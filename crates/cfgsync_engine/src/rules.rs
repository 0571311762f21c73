//! Cross-field dependency rules.
//!
//! Rules are declared at startup, validated against the [`FieldRegistry`],
//! and then evaluated for every local batch before it is applied. Each
//! rule sees a projected view: the store as it was before the batch,
//! overlaid with the batch's values.
//!
//! Forced corrections are applied directly. They are never fed back into
//! the rules, so forcing is one level deep.

use crate::error::ConfigError;
use crate::registry::{FieldKind, FieldRegistry};
use crate::store::FieldStore;
use cfgsync_protocol::{FieldUpdate, FieldValue, UpdateBatch};
use tracing::debug;

/// Predicate on the trigger value of a conditional rule.
#[derive(Debug, Clone, PartialEq)]
pub enum Condition {
    /// The trigger is `Bool(true)`.
    IsTrue,
    /// The trigger is anything but `Bool(true)`.
    IsFalse,
    /// The trigger equals the given value.
    Is(FieldValue),
}

impl Condition {
    fn matches(&self, value: Option<&FieldValue>) -> bool {
        match self {
            Condition::IsTrue => value.is_some_and(FieldValue::is_enabled),
            Condition::IsFalse => !value.is_some_and(FieldValue::is_enabled),
            Condition::Is(expected) => value == Some(expected),
        }
    }
}

/// What a conditional rule does when it fires.
#[derive(Debug, Clone, PartialEq)]
pub enum RuleAction {
    /// Only warn.
    Warn,
    /// Warn and force every affected field to the value.
    Force(FieldValue),
}

/// A UI state change that is not a value change.
#[derive(Debug, Clone, PartialEq, Eq)]
pub enum UiEffect {
    /// Enable or disable the control of a field.
    SetEnabled {
        /// Field name.
        name: String,
        /// Whether the control accepts input.
        enabled: bool,
    },
}

/// Result of evaluating one rule.
#[derive(Debug, Clone, PartialEq)]
pub enum RuleOutcome {
    /// Nothing to report.
    Accept,
    /// A warning, with corrections to apply.
    Warn {
        /// Message for the user.
        message: String,
        /// Synthesized corrections.
        forced: Vec<FieldUpdate>,
    },
}

/// A cross-field rule.
#[derive(Debug, Clone, PartialEq)]
pub enum DependencyRule {
    /// Dependents only work while the base toggle is on.
    ///
    /// Turning the base off, or turning a dependent on without it, warns
    /// and turns every enabled dependent off.
    Group {
        /// Base toggle.
        base: String,
        /// Dependent toggles.
        dependents: Vec<String>,
    },
    /// Enabling `field` requires `requires`; the latter is forced on.
    Requires {
        /// Dependent toggle.
        field: String,
        /// Toggle it depends on.
        requires: String,
    },
    /// The gate toggle enables or disables the dependents' controls.
    Gate {
        /// Gate toggle.
        gate: String,
        /// Gated fields.
        dependents: Vec<String>,
    },
    /// Generic trigger, condition and action.
    Conditional {
        /// Field whose change is watched.
        trigger: String,
        /// When the rule fires.
        condition: Condition,
        /// Fields acted upon.
        affected: Vec<String>,
        /// What to do.
        action: RuleAction,
        /// Warning text.
        message: String,
    },
}

impl DependencyRule {
    /// A group rule.
    pub fn group<I, S>(base: impl Into<String>, dependents: I) -> Self
    where
        I: IntoIterator<Item = S>,
        S: Into<String>,
    {
        Self::Group {
            base: base.into(),
            dependents: dependents.into_iter().map(Into::into).collect(),
        }
    }

    /// A single dependency rule.
    pub fn requires(field: impl Into<String>, requires: impl Into<String>) -> Self {
        Self::Requires {
            field: field.into(),
            requires: requires.into(),
        }
    }

    /// A gated-field rule.
    pub fn gate<I, S>(gate: impl Into<String>, dependents: I) -> Self
    where
        I: IntoIterator<Item = S>,
        S: Into<String>,
    {
        Self::Gate {
            gate: gate.into(),
            dependents: dependents.into_iter().map(Into::into).collect(),
        }
    }

    /// A conditional rule.
    pub fn conditional<I, S>(
        trigger: impl Into<String>,
        condition: Condition,
        affected: I,
        action: RuleAction,
        message: impl Into<String>,
    ) -> Self
    where
        I: IntoIterator<Item = S>,
        S: Into<String>,
    {
        Self::Conditional {
            trigger: trigger.into(),
            condition,
            affected: affected.into_iter().map(Into::into).collect(),
            action,
            message: message.into(),
        }
    }

    /// Name of the field that triggers this rule.
    pub fn trigger(&self) -> &str {
        match self {
            DependencyRule::Group { base, .. } => base,
            DependencyRule::Requires { field, .. } => field,
            DependencyRule::Gate { gate, .. } => gate,
            DependencyRule::Conditional { trigger, .. } => trigger,
        }
    }

    fn validate(&self, registry: &FieldRegistry) -> Result<(), ConfigError> {
        let rule = self.trigger();
        match self {
            DependencyRule::Group { base, dependents } => {
                require_toggle(registry, rule, base)?;
                for name in dependents {
                    require_toggle(registry, rule, name)?;
                }
            }
            DependencyRule::Requires { field, requires } => {
                require_toggle(registry, rule, field)?;
                require_toggle(registry, rule, requires)?;
            }
            DependencyRule::Gate { gate, dependents } => {
                require_toggle(registry, rule, gate)?;
                for name in dependents {
                    require_known(registry, name)?;
                }
            }
            DependencyRule::Conditional {
                trigger,
                condition,
                affected,
                action,
                ..
            } => {
                match condition {
                    Condition::IsTrue | Condition::IsFalse => {
                        require_toggle(registry, rule, trigger)?;
                    }
                    Condition::Is(value) => {
                        registry.check(&FieldUpdate::new(trigger.clone(), value.clone()))?;
                    }
                }
                for name in affected {
                    match action {
                        RuleAction::Warn => {
                            require_known(registry, name)?;
                        }
                        RuleAction::Force(value) => {
                            registry.check(&FieldUpdate::new(name.clone(), value.clone()))?;
                        }
                    }
                }
            }
        }
        Ok(())
    }

    /// Evaluates the rule against a projected view.
    pub fn evaluate(&self, store: &FieldStore, batch: &UpdateBatch) -> RuleOutcome {
        let view = Projection { store, batch };
        match self {
            DependencyRule::Group { base, dependents } => {
                let touched = view.touches(base) || dependents.iter().any(|d| view.touches(d));
                if !touched || view.is_enabled(base) {
                    return RuleOutcome::Accept;
                }
                let enabled: Vec<&str> = dependents
                    .iter()
                    .filter(|d| view.is_enabled(d))
                    .map(String::as_str)
                    .collect();
                if enabled.is_empty() {
                    return RuleOutcome::Accept;
                }
                let verb = if enabled.len() == 1 { "does" } else { "do" };
                RuleOutcome::Warn {
                    message: format!("{} {verb} not work without {base}", join_names(&enabled)),
                    forced: enabled
                        .iter()
                        .map(|name| FieldUpdate::new(*name, false))
                        .collect(),
                }
            }
            DependencyRule::Requires { field, requires } => {
                if !view.touches(field) || !view.is_enabled(field) || view.is_enabled(requires) {
                    return RuleOutcome::Accept;
                }
                RuleOutcome::Warn {
                    message: format!("{field} depends on {requires}"),
                    forced: vec![FieldUpdate::new(requires.clone(), true)],
                }
            }
            DependencyRule::Gate { .. } => RuleOutcome::Accept,
            DependencyRule::Conditional {
                trigger,
                condition,
                affected,
                action,
                message,
            } => {
                if !view.touches(trigger) || !condition.matches(view.get(trigger)) {
                    return RuleOutcome::Accept;
                }
                let forced = match action {
                    RuleAction::Warn => Vec::new(),
                    RuleAction::Force(value) => affected
                        .iter()
                        .filter(|name| view.get(name) != Some(value))
                        .map(|name| FieldUpdate::new(name.clone(), value.clone()))
                        .collect(),
                };
                RuleOutcome::Warn {
                    message: message.clone(),
                    forced,
                }
            }
        }
    }

    fn effects(&self, store: &FieldStore, batch: &UpdateBatch) -> Vec<UiEffect> {
        let view = Projection { store, batch };
        match self {
            DependencyRule::Gate { gate, dependents } if view.touches(gate) => {
                set_enabled(dependents, view.is_enabled(gate))
            }
            _ => Vec::new(),
        }
    }
}

/// Aggregate result of evaluating every rule against a batch.
#[derive(Debug, Clone, Default, PartialEq)]
pub struct Evaluation {
    /// The updates of the batch, in input order.
    pub originals: Vec<FieldUpdate>,
    /// Corrections synthesized by rules, first value per field.
    pub forced: Vec<FieldUpdate>,
    /// Warnings, in rule order.
    pub warnings: Vec<String>,
    /// UI state changes.
    pub effects: Vec<UiEffect>,
}

impl Evaluation {
    /// Every update to apply: originals first, then forced ones.
    pub fn accepted(&self) -> impl Iterator<Item = &FieldUpdate> {
        self.originals.iter().chain(self.forced.iter())
    }

    /// Returns true if any rule warned.
    pub fn has_warnings(&self) -> bool {
        !self.warnings.is_empty()
    }
}

/// The validated, immutable rule set.
#[derive(Debug, Clone, Default)]
pub struct DependencyRules {
    rules: Vec<DependencyRule>,
}

impl DependencyRules {
    /// Validates `rules` against `registry`.
    pub fn new(
        registry: &FieldRegistry,
        rules: impl IntoIterator<Item = DependencyRule>,
    ) -> Result<Self, ConfigError> {
        let rules: Vec<_> = rules.into_iter().collect();
        for rule in &rules {
            rule.validate(registry)?;
        }
        Ok(Self { rules })
    }

    /// The rules in declaration order.
    pub fn rules(&self) -> &[DependencyRule] {
        &self.rules
    }

    /// Number of rules.
    pub fn len(&self) -> usize {
        self.rules.len()
    }

    /// Returns true if there are no rules.
    pub fn is_empty(&self) -> bool {
        self.rules.is_empty()
    }

    /// Evaluates every rule against `batch` applied on top of `store`.
    pub fn evaluate(&self, store: &FieldStore, batch: &UpdateBatch) -> Evaluation {
        let mut evaluation = Evaluation {
            originals: batch.iter().cloned().collect(),
            ..Evaluation::default()
        };

        for rule in &self.rules {
            evaluation.effects.extend(rule.effects(store, batch));

            if let RuleOutcome::Warn { message, forced } = rule.evaluate(store, batch) {
                debug!(rule = rule.trigger(), %message, forced = forced.len(), "rule fired");
                evaluation.warnings.push(message);
                for update in forced {
                    if !evaluation.forced.iter().any(|f| f.name == update.name) {
                        evaluation.forced.push(update);
                    }
                }
            }
        }

        evaluation
    }

    /// Control states implied by the gates, for a freshly seeded store.
    pub fn gate_effects(&self, store: &FieldStore) -> Vec<UiEffect> {
        self.rules
            .iter()
            .filter_map(|rule| match rule {
                DependencyRule::Gate { gate, dependents } => {
                    Some(set_enabled(dependents, store.is_enabled(gate)))
                }
                _ => None,
            })
            .flatten()
            .collect()
    }
}

struct Projection<'a> {
    store: &'a FieldStore,
    batch: &'a UpdateBatch,
}

impl Projection<'_> {
    fn get(&self, name: &str) -> Option<&FieldValue> {
        self.batch.get(name).or_else(|| self.store.get(name))
    }

    fn is_enabled(&self, name: &str) -> bool {
        self.get(name).is_some_and(FieldValue::is_enabled)
    }

    fn touches(&self, name: &str) -> bool {
        self.batch.get(name).is_some()
    }
}

fn set_enabled(names: &[String], enabled: bool) -> Vec<UiEffect> {
    names
        .iter()
        .map(|name| UiEffect::SetEnabled {
            name: name.clone(),
            enabled,
        })
        .collect()
}

fn require_known<'r>(registry: &'r FieldRegistry, name: &str) -> Result<&'r FieldKind, ConfigError> {
    registry
        .kind(name)
        .ok_or_else(|| ConfigError::UnknownField(name.to_string()))
}

fn require_toggle(registry: &FieldRegistry, rule: &str, name: &str) -> Result<(), ConfigError> {
    match require_known(registry, name)? {
        FieldKind::Bool => Ok(()),
        kind => Err(ConfigError::NotAToggle {
            rule: rule.to_string(),
            name: name.to_string(),
            kind: kind.name().to_string(),
        }),
    }
}

/// "a", "a and b", "a, b and c".
fn join_names(names: &[&str]) -> String {
    match names {
        [] => String::new(),
        [only] => (*only).to_string(),
        [init @ .., last] => format!("{} and {last}", init.join(", ")),
    }
}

____________

▶ [WHAT THE EXERCISE ASKS]
From the very first line of the records down to the line with "use crate::store::FieldStore;", please write out each line exactly, including both ends and no other lines.

▶ [WRITTEN ANSWER]
filename crates/cfgsync_engine/src/rules.rs
repository 0571311762f21c73
//! Cross-field dependency rules.
//!
//! Rules are declared at startup, validated against the [`FieldRegistry`],
//! and then evaluated for every local batch before it is applied. Each
//! rule sees a projected view: the store as it was before the batch,
//! overlaid with the batch's values.
//!
//! Forced corrections are applied directly. They are never fed back into
//! the rules, so forcing is one level deep.

use crate::error::ConfigError;
use crate::registry::{FieldKind, FieldRegistry};
use crate::store::FieldStore;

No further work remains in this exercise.